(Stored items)
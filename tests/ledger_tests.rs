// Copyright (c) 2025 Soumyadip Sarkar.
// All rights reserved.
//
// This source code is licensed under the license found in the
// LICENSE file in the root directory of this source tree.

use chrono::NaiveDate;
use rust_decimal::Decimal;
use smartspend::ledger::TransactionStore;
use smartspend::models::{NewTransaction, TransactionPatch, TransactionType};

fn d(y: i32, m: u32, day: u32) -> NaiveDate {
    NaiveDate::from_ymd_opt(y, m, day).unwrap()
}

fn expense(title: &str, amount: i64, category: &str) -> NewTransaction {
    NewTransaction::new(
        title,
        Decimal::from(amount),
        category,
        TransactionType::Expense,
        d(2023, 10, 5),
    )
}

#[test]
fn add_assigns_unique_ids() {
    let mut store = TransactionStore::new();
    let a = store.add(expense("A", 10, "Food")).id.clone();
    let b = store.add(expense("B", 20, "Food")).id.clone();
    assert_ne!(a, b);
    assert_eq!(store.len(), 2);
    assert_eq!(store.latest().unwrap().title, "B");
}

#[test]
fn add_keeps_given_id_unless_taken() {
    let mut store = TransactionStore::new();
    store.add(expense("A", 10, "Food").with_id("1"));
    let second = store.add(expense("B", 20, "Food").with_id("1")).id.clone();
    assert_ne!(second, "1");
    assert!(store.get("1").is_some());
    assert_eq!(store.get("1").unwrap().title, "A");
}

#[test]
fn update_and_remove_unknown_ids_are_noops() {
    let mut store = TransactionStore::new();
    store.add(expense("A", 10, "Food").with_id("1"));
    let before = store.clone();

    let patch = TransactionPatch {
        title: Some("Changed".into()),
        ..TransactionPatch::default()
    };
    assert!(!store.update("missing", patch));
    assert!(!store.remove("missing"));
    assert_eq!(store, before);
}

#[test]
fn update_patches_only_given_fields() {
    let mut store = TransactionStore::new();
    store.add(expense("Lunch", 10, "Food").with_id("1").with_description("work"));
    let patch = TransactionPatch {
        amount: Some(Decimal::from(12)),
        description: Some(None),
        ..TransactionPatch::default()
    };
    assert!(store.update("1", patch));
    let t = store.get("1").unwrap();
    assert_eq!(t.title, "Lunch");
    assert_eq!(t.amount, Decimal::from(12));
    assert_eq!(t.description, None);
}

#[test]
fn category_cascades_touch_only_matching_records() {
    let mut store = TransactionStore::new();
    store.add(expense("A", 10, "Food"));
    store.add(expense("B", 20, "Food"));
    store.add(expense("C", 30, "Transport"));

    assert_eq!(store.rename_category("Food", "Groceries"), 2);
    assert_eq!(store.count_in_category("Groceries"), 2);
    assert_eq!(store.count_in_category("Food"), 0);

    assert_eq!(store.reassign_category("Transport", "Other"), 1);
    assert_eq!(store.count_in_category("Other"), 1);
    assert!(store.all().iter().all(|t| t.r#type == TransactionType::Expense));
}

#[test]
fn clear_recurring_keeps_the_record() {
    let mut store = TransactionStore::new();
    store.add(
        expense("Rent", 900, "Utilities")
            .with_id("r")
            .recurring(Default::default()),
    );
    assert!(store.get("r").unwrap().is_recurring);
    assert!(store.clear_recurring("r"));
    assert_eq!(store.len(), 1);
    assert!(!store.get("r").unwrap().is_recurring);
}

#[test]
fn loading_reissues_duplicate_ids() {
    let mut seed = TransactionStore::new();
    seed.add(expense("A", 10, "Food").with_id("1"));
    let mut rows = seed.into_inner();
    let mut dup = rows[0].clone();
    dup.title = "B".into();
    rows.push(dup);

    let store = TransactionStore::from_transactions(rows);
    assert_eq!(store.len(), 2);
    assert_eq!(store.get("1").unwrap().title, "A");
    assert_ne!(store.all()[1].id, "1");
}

## Instructions to follow
Show all lines above holding "second".

## Solution below
    let second = store.add(expense("B", 20, "Food").with_id("1")).id.clone();
    assert_ne!(second, "1");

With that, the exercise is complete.